В тот день мое внимание привлек заголовок внизу первой страницы: «МОЙЩИК ОКОН РАЗБИЛСЯ НАСМЕРТЬ». Бедняга мыл окна на третьем этаже Общественной библиотеки в Сарасоте. Мостки обвалились, он упал и разбился. Его звали Питер Элдерсон.

По выражению лица Уэйленда Судья понимает, что тот считает его рассказ либо розыгрышем, либо фантазией не совсем здорового старческого ума. Также Судья понимает, что Уэйленд пьет с удовольствием, и когда подливает ему еще виски, тот не отказывается. На самом деле Судье все равно, верят ему или нет. Просто рассказывать – уже удовольствие.

– Возможно, теперь вам понятно, почему я задумываюсь о том, откуда все это волшебство, – говорит он. – Я знал Робби, и ошибки в его имени были моими ошибками. Но я совершенно не знал того мойщика окон. Как бы там ни было, после этого случая дюна захватила меня целиком. Я начал плавать туда, на остров, чуть ли не каждый день, и продолжаю делать это до сих пор. Да, дюна. Я ее уважаю, я ее опасаюсь, но самое главное – меня к ней тянет. За долгие годы на ней появилось немало имен, и люди, чьи имена возникали на дюне, всегда умирали. Иногда через неделю, иногда через две, но не позже чем через месяц. Я знал некоторых из них, и если я знал их прозвища, то видел на песке прозвище. Однажды, в сороковом, я приплыл туда и увидел на песке надпись: «ГРАМПИ БИЧЕР». Дед умер в Ки-Уэсте через три дня. Сердечный приступ.

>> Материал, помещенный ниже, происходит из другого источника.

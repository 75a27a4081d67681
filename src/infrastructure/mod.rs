// Infrastructure module - Heartbeat, endpoint resolution and task tracking
pub mod endpoint;
pub mod heartbeat;
pub mod task_manager;

pub use endpoint::{EndpointResolver, http_to_ws_endpoint};
pub use heartbeat::{HeartbeatClock, HeartbeatConfig, HeartbeatTimer, TickAction};
pub use task_manager::TaskManager;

Уэйленд произносит голосом человека, потакающего причудам явного, но не опасного психа:

– А вы никогда не пытались вмешаться в… этот процесс? Например, позвонить деду и сказать, чтобы он обратился к врачу?

Бичер качает головой:

– Я не узнал, что это сердечный приступ, пока мы не получили известие от судмедэксперта округа Монро. Это мог быть несчастный случай или даже убийство. Несомненно, у многих были причины ненавидеть моего деда. Он вел дела, скажем так, не совсем честно.

– И все-таки…

– К тому же мне было страшно. Я чувствовал… и сейчас тоже чувствую… словно там, на острове, приоткрылась какая-то дверь. По одну сторону этой двери – мир, который мы называем реальным. По другую – все механизмы Вселенной, занятые работой. Только дурак сунет руку в такой механизм, пытаясь его остановить.

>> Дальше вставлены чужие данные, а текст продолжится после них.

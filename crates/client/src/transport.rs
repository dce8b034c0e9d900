use std::time::Duration;

use async_trait::async_trait;
use reqwest::header::AUTHORIZATION;
use serde::Deserialize;
use serde_json::{json, Value};
use sgsearch_auth::Credential;
use sgsearch_config::Location;

use crate::types::*;
use crate::{Result, SearchError};

pub const DEFAULT_TIMEOUT: Duration = Duration::from_secs(30);

pub const SEARCH_DOCUMENT: &str = r#"query Search($query: String!, $patternType: SearchPatternType) {
  search(query: $query, version: V2, patternType: $patternType) {
    results {
      results {
        __typename
        ... on FileMatch {
          repository { name }
          file { name path content }
          lineMatches { preview lineNumber offsetAndLengths }
        }
        ... on Repository { name }
      }
    }
  }
}"#;

/// Executes one search against the remote service and returns its raw result list.
#[async_trait]
pub trait Transport: Send + Sync {
    async fn execute(&self, query: &SearchQuery) -> Result<Vec<RawResult>>;
}

pub struct GraphQlTransport {
    client: reqwest::Client,
    endpoint: String,
    credential: Option<Credential>,
}

impl GraphQlTransport {
    pub fn new(location: &Location, timeout: Duration) -> Self {
        Self {
            client: reqwest::Client::builder()
                .timeout(timeout)
                .user_agent(concat!("sgsearch/", env!("CARGO_PKG_VERSION")))
                .build()
                .unwrap_or_default(),
            endpoint: location.graphql_url(),
            credential: Credential::from_location(location),
        }
    }

    pub fn endpoint(&self) -> &str {
        &self.endpoint
    }

    pub fn is_authenticated(&self) -> bool {
        self.credential.is_some()
    }

    fn request(&self, body: &Value) -> reqwest::RequestBuilder {
        let mut req = self.client.post(&self.endpoint).json(body);
        if let Some(cred) = &self.credential {
            req = req.header(AUTHORIZATION, cred.header_value());
        }
        req
    }

    fn transport_error(&self, source: reqwest::Error) -> SearchError {
        SearchError::Transport {
            url: self.endpoint.clone(),
            source,
        }
    }
}

#[async_trait]
impl Transport for GraphQlTransport {
    async fn execute(&self, query: &SearchQuery) -> Result<Vec<RawResult>> {
        let body = json!({
            "query": SEARCH_DOCUMENT,
            "variables": {
                "query": query.dispatched_query(),
                "patternType": query.pattern_type,
            },
        });

        let resp = self
            .request(&body)
            .send()
            .await
            .map_err(|e| self.transport_error(e))?;

        let status = resp.status();
        if !status.is_success() {
            let text = resp.text().await.unwrap_or_default();
            return Err(SearchError::from_http(status.as_u16(), text));
        }

        let text = resp.text().await.map_err(|e| self.transport_error(e))?;
        decode_response(&text)
    }
}

#[derive(Deserialize)]
struct GraphQlResponse {
    #[serde(default)]
    data: Option<ResponseData>,
    #[serde(default)]
    errors: Vec<GraphQlErrorEntry>,
}

#[derive(Deserialize)]
struct GraphQlErrorEntry {
    message: String,
}

#[derive(Deserialize)]
struct ResponseData {
    #[serde(default)]
    search: Option<SearchPayload>,
}

#[derive(Deserialize)]
struct SearchPayload {
    results: ResultsPayload,
}

#[derive(Deserialize)]
struct ResultsPayload {
    results: Vec<Value>,
}

#[derive(Deserialize)]
#[serde(rename_all = "camelCase")]
struct WireFileMatch {
    repository: WireRepository,
    file: WireFile,
    #[serde(default)]
    line_matches: Vec<WireLineMatch>,
}

#[derive(Deserialize)]
struct WireRepository {
    name: String,
}

#[derive(Deserialize)]
struct WireFile {
    name: String,
    path: String,
    #[serde(default)]
    content: Option<String>,
}

#[derive(Deserialize)]
#[serde(rename_all = "camelCase")]
struct WireLineMatch {
    preview: String,
    line_number: u32,
    #[serde(default)]
    offset_and_lengths: Vec<(u32, u32)>,
}

impl From<WireFileMatch> for FileMatch {
    fn from(wire: WireFileMatch) -> Self {
        FileMatch {
            repository: wire.repository.name,
            file_name: wire.file.name,
            path: wire.file.path,
            content: wire.file.content.unwrap_or_default(),
            line_matches: wire
                .line_matches
                .into_iter()
                .map(|line| LineMatch {
                    line_number: line.line_number,
                    preview: line.preview,
                    offset_and_lengths: line
                        .offset_and_lengths
                        .into_iter()
                        .map(|(offset, length)| OffsetAndLength::new(offset, length))
                        .collect(),
                })
                .collect(),
        }
    }
}

/// Decodes a GraphQL search response body. Any GraphQL error, a missing payload,
/// or a single unrecognized result type fails the whole response.
pub fn decode_response(body: &str) -> Result<Vec<RawResult>> {
    let response: GraphQlResponse = serde_json::from_str(body)
        .map_err(|e| SearchError::Deserialization(e.to_string()))?;

    if !response.errors.is_empty() {
        let messages: Vec<String> = response.errors.into_iter().map(|e| e.message).collect();
        tracing::warn!(errors = ?messages, "Search returned GraphQL errors");
        return Err(SearchError::GraphQl(messages));
    }

    let results = response
        .data
        .and_then(|d| d.search)
        .map(|s| s.results.results)
        .ok_or(SearchError::MissingData)?;

    results.into_iter().map(decode_result).collect()
}

fn decode_result(value: Value) -> Result<RawResult> {
    let typename = value
        .get("__typename")
        .and_then(Value::as_str)
        .unwrap_or("")
        .to_string();

    match typename.as_str() {
        "FileMatch" => serde_json::from_value::<WireFileMatch>(value)
            .map(|m| RawResult::FileMatch(m.into()))
            .map_err(|e| SearchError::Deserialization(format!("FileMatch: {e}"))),
        "Repository" => serde_json::from_value::<WireRepository>(value)
            .map(|r| RawResult::RepositoryMatch(RepositoryMatch { name: r.name }))
            .map_err(|e| SearchError::Deserialization(format!("Repository: {e}"))),
        _ => Err(SearchError::UnrecognizedResultVariant(typename)),
    }
}

#[cfg(test)]
mod tests {
    use super::*;
    use sgsearch_config::AuthScheme;
    use wiremock::matchers::{body_partial_json, header, method, path};
    use wiremock::{Mock, MockServer, ResponseTemplate};

    fn search_body(results: Value) -> Value {
        json!({"data": {"search": {"results": {"results": results}}}})
    }

    fn sample_results() -> Value {
        json!([
            {
                "__typename": "FileMatch",
                "repository": {"name": "github.com/acme/widgets"},
                "file": {"name": "main.go", "path": "cmd/main.go", "content": "package main\n"},
                "lineMatches": [
                    {"preview": "func foo() {}", "lineNumber": 10, "offsetAndLengths": [[5, 3]]},
                    {"preview": "foo()", "lineNumber": 20, "offsetAndLengths": []}
                ]
            },
            {"__typename": "Repository", "name": "github.com/acme/foo"}
        ])
    }

    #[test]
    fn decodes_both_variants_in_order() {
        let body = search_body(sample_results()).to_string();
        let raw = decode_response(&body).unwrap();
        assert_eq!(raw.len(), 2);
        match &raw[0] {
            RawResult::FileMatch(m) => {
                assert_eq!(m.repository, "github.com/acme/widgets");
                assert_eq!(m.file_name, "main.go");
                assert_eq!(m.path, "cmd/main.go");
                assert_eq!(m.line_matches.len(), 2);
                assert_eq!(
                    m.line_matches[0].offset_and_lengths,
                    vec![OffsetAndLength::new(5, 3)]
                );
                assert!(m.line_matches[1].offset_and_lengths.is_empty());
            }
            other => panic!("expected file match, got {other:?}"),
        }
        assert_eq!(
            raw[1],
            RawResult::RepositoryMatch(RepositoryMatch {
                name: "github.com/acme/foo".into()
            })
        );
    }

    #[test]
    fn null_content_decodes_as_empty() {
        let body = search_body(json!([{
            "__typename": "FileMatch",
            "repository": {"name": "r"},
            "file": {"name": "a", "path": "a", "content": null},
            "lineMatches": []
        }]))
        .to_string();
        match &decode_response(&body).unwrap()[0] {
            RawResult::FileMatch(m) => assert!(m.content.is_empty()),
            other => panic!("expected file match, got {other:?}"),
        }
    }

    #[test]
    fn unknown_typename_fails_whole_response() {
        let body = search_body(json!([
            {"__typename": "Repository", "name": "ok/repo"},
            {"__typename": "CommitSearchResult"}
        ]))
        .to_string();
        let err = decode_response(&body).unwrap_err();
        assert!(
            matches!(&err, SearchError::UnrecognizedResultVariant(t) if t == "CommitSearchResult")
        );
        assert!(err.is_contract_violation());
    }

    #[test]
    fn graphql_errors_are_surfaced() {
        let body = json!({"data": null, "errors": [{"message": "invalid query"}]}).to_string();
        let err = decode_response(&body).unwrap_err();
        assert!(matches!(&err, SearchError::GraphQl(m) if m == &vec!["invalid query".to_string()]));
    }

    #[test]
    fn missing_data_is_an_error() {
        assert!(matches!(
            decode_response(r#"{"data": null}"#),
            Err(SearchError::MissingData)
        ));
        assert!(matches!(
            decode_response(r#"{"data": {"search": null}}"#),
            Err(SearchError::MissingData)
        ));
    }

    #[test]
    fn malformed_body_is_deserialization_error() {
        assert!(matches!(
            decode_response("<html>bad gateway</html>"),
            Err(SearchError::Deserialization(_))
        ));
    }

    #[tokio::test]
    async fn sends_query_variables_and_token_header() {
        let mock_server = MockServer::start().await;

        Mock::given(method("POST"))
            .and(path("/.api/graphql"))
            .and(header("Authorization", "token sgp_test"))
            .and(body_partial_json(json!({
                "variables": {"query": "foo case:yes", "patternType": "literal"}
            })))
            .respond_with(ResponseTemplate::new(200).set_body_json(search_body(sample_results())))
            .expect(1)
            .mount(&mock_server)
            .await;

        let location = Location::new(mock_server.uri()).with_token("sgp_test", AuthScheme::Token);
        let transport = GraphQlTransport::new(&location, DEFAULT_TIMEOUT);
        assert!(transport.is_authenticated());

        let query = SearchQuery::literal("foo").with_case_sensitive(true);
        let raw = transport.execute(&query).await.unwrap();
        assert_eq!(raw.len(), 2);
    }

    #[tokio::test]
    async fn anonymous_location_sends_no_authorization() {
        let mock_server = MockServer::start().await;

        Mock::given(method("POST"))
            .and(path("/.api/graphql"))
            .and(body_partial_json(json!({"variables": {"patternType": "structural"}})))
            .respond_with(ResponseTemplate::new(200).set_body_json(search_body(json!([]))))
            .mount(&mock_server)
            .await;

        let location = Location::new(mock_server.uri());
        let transport = GraphQlTransport::new(&location, DEFAULT_TIMEOUT);
        let raw = transport
            .execute(&SearchQuery::new("fmt.Println(:[x])", PatternType::Structural))
            .await
            .unwrap();
        assert!(raw.is_empty());

        let requests = mock_server.received_requests().await.unwrap();
        assert_eq!(requests.len(), 1);
        assert!(requests[0].headers.get("authorization").is_none());
    }

    #[tokio::test]
    async fn bearer_scheme_header() {
        let mock_server = MockServer::start().await;

        Mock::given(method("POST"))
            .and(header("Authorization", "Bearer abc"))
            .respond_with(ResponseTemplate::new(200).set_body_json(search_body(json!([]))))
            .expect(1)
            .mount(&mock_server)
            .await;

        let location = Location::new(mock_server.uri()).with_token("abc", AuthScheme::Bearer);
        let transport = GraphQlTransport::new(&location, DEFAULT_TIMEOUT);
        transport.execute(&SearchQuery::literal("x")).await.unwrap();
    }

    #[tokio::test]
    async fn http_status_error() {
        let mock_server = MockServer::start().await;

        Mock::given(method("POST"))
            .respond_with(
                ResponseTemplate::new(401)
                    .set_body_json(json!({"errors": [{"message": "Invalid access token."}]})),
            )
            .mount(&mock_server)
            .await;

        let location = Location::new(mock_server.uri());
        let transport = GraphQlTransport::new(&location, DEFAULT_TIMEOUT);
        let err = transport
            .execute(&SearchQuery::literal("x"))
            .await
            .unwrap_err();
        assert_eq!(err.status(), Some(401));
        assert!(err.to_string().contains("Invalid access token."));
    }

    #[tokio::test]
    async fn connection_refused_is_transport_error() {
        let port = {
            let listener = std::net::TcpListener::bind("127.0.0.1:0").unwrap();
            listener.local_addr().unwrap().port()
        };
        let location = Location::new(format!("http://127.0.0.1:{port}"));
        let transport = GraphQlTransport::new(&location, Duration::from_secs(5));
        let err = transport
            .execute(&SearchQuery::literal("x"))
            .await
            .unwrap_err();
        assert!(matches!(err, SearchError::Transport { .. }), "got {err:?}");
    }
}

– Судья Бичер, если вам хочется получить официальное утверждение завещания, на вашем месте я бы помалкивал обо всем, что вы сейчас мне рассказали. Вы уверены, что никто не оспорит ваше завещание, но когда речь идет о немалых деньгах, троюродная-пятиюродная родня имеет обыкновение появляться из ниоткуда, словно кролики из шляпы фокусника. И вам известна освященная временем формула: в здравом уме и твердой памяти.

– Я молчал восемьдесят лет, – говорит Бичер, и в его голосе Уэйленд явственно слышит: протест отклоняется. – Никому ни единого слова, до сегодняшнего дня. И, возможно, мне следует повторить, хотя это и так очевидно… все наши беседы строго конфиденциальны.

– Ясно, – говорит Уэйленд. – Я понял.

– В те дни, когда на песке появлялись имена, меня переполняло волнение… какое-то нехорошее возбуждение, нездоровое… но по-настоящему я испугался всего один раз. Испугался до глубины души и плыл обратно домой, словно за мной гнались все черти ада. Рассказать?

– Да, пожалуйста.

Уэйленд отпивает еще глоток виски. Почему бы и нет? У него почасовая оплата.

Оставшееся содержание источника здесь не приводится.